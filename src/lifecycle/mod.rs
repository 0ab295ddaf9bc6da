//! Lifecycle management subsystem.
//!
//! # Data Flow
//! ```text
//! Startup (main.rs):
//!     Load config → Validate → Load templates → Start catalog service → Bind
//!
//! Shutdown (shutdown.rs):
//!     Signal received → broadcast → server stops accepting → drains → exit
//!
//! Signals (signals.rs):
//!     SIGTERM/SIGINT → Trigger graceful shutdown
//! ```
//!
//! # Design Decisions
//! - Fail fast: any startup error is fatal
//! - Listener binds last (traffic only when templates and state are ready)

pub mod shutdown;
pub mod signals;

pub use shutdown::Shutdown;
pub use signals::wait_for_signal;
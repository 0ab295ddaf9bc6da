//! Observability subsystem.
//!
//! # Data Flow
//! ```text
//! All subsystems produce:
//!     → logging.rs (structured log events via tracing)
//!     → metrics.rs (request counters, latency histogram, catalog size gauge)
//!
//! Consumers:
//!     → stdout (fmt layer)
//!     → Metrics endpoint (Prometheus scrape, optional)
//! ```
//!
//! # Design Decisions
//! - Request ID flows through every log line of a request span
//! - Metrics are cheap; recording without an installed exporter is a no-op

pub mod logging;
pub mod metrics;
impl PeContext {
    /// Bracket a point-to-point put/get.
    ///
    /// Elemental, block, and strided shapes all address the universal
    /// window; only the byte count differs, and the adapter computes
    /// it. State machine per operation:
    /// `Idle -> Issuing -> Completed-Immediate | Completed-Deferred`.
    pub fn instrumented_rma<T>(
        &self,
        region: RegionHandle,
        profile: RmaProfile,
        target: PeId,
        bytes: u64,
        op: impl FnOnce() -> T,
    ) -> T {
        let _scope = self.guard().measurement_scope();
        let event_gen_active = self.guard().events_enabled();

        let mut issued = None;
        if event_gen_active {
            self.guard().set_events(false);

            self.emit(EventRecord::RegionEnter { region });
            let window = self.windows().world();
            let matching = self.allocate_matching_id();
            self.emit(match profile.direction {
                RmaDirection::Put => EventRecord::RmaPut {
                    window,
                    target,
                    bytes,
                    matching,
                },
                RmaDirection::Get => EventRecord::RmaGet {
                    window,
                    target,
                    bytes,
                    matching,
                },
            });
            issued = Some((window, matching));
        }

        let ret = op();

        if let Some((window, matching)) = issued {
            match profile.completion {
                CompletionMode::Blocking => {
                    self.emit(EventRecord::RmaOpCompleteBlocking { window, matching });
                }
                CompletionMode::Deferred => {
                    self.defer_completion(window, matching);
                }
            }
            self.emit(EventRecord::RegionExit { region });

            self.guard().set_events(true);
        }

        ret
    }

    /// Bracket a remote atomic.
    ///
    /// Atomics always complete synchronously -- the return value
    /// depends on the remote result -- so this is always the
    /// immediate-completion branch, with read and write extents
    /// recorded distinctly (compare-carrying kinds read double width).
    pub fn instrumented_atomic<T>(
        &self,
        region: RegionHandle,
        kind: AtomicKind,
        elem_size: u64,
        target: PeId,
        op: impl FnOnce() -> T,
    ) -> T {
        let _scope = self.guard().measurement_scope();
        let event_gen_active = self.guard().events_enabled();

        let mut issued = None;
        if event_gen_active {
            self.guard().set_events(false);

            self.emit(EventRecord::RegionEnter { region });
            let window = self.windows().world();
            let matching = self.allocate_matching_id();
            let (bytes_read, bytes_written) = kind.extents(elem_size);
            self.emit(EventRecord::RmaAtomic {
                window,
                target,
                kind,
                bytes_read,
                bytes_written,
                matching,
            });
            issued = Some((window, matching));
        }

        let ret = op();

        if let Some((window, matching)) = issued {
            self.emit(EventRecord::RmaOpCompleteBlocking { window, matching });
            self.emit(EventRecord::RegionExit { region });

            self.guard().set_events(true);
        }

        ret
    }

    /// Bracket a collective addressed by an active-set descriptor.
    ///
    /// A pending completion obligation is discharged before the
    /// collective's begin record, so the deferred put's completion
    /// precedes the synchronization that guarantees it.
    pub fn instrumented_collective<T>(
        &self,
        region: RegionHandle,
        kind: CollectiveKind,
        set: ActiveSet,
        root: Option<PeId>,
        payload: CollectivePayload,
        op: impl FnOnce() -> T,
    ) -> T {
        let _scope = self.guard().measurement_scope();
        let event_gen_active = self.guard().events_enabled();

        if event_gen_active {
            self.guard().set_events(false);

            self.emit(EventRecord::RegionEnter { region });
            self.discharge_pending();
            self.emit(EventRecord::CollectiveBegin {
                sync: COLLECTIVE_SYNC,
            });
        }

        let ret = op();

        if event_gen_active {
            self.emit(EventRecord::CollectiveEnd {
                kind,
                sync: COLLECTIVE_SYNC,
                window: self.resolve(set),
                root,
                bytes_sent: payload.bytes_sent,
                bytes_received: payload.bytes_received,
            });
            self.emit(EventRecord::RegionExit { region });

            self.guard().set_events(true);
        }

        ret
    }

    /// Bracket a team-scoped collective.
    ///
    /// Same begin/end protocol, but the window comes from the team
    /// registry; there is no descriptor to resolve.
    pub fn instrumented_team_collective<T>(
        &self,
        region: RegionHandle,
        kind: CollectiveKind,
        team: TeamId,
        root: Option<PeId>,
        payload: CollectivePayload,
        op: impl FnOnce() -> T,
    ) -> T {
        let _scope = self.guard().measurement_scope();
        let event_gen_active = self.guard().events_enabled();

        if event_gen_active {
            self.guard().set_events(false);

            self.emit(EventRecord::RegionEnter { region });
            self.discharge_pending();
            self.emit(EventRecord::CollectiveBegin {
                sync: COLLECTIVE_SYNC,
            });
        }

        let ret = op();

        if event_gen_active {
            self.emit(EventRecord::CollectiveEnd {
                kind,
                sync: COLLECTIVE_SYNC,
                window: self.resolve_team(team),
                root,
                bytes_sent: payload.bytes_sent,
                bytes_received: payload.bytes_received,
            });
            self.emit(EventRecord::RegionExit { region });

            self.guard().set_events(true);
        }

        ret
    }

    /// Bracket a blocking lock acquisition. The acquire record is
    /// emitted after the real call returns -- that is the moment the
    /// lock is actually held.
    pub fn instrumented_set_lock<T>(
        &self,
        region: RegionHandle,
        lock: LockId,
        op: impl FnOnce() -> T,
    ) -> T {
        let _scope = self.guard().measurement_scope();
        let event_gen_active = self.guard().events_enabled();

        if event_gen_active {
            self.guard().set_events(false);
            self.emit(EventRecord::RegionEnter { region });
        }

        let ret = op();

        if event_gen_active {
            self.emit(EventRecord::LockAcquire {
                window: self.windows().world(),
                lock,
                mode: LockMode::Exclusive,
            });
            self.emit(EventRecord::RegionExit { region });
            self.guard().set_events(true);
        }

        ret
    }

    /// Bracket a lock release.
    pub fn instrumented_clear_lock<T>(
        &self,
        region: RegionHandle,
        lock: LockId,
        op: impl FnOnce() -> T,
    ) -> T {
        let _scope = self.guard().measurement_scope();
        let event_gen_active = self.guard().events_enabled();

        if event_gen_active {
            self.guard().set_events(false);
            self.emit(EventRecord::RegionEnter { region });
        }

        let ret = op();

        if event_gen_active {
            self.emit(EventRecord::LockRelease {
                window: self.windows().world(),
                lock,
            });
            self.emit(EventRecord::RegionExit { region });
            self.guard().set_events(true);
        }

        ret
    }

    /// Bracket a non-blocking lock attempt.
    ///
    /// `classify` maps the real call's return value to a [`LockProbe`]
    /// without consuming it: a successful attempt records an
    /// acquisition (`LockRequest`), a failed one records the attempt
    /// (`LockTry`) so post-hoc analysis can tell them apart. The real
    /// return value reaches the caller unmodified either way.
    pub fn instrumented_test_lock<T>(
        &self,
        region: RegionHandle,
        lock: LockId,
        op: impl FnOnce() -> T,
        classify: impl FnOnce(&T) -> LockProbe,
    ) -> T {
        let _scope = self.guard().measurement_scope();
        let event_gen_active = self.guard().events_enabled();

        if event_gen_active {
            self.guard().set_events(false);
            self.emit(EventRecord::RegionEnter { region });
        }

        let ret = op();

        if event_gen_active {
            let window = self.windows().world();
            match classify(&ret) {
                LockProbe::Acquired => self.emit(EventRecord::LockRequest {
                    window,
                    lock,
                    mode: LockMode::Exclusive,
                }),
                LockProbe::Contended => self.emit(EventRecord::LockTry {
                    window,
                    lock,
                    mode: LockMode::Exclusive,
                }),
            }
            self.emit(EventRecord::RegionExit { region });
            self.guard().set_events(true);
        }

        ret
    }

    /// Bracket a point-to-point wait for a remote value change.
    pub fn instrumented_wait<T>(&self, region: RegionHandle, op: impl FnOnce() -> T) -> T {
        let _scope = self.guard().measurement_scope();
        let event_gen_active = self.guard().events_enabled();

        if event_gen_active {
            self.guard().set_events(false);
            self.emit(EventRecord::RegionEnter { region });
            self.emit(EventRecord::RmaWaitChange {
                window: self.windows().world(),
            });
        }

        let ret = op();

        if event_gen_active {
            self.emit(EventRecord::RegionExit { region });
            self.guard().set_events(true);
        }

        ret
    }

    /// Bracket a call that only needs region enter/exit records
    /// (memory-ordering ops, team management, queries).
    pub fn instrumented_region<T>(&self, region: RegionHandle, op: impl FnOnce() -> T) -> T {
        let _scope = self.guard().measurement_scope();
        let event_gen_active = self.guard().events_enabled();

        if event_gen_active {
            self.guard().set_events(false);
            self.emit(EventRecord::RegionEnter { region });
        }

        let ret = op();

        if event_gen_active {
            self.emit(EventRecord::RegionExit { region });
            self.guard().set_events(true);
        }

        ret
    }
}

------------------------------------------------------------------------

Exercise goal:
Wherever the word "extents" appears in a line of the data, copy that line.

Response box:
    /// immediate-completion branch, with read and write extents
            let (bytes_read, bytes_written) = kind.extents(elem_size);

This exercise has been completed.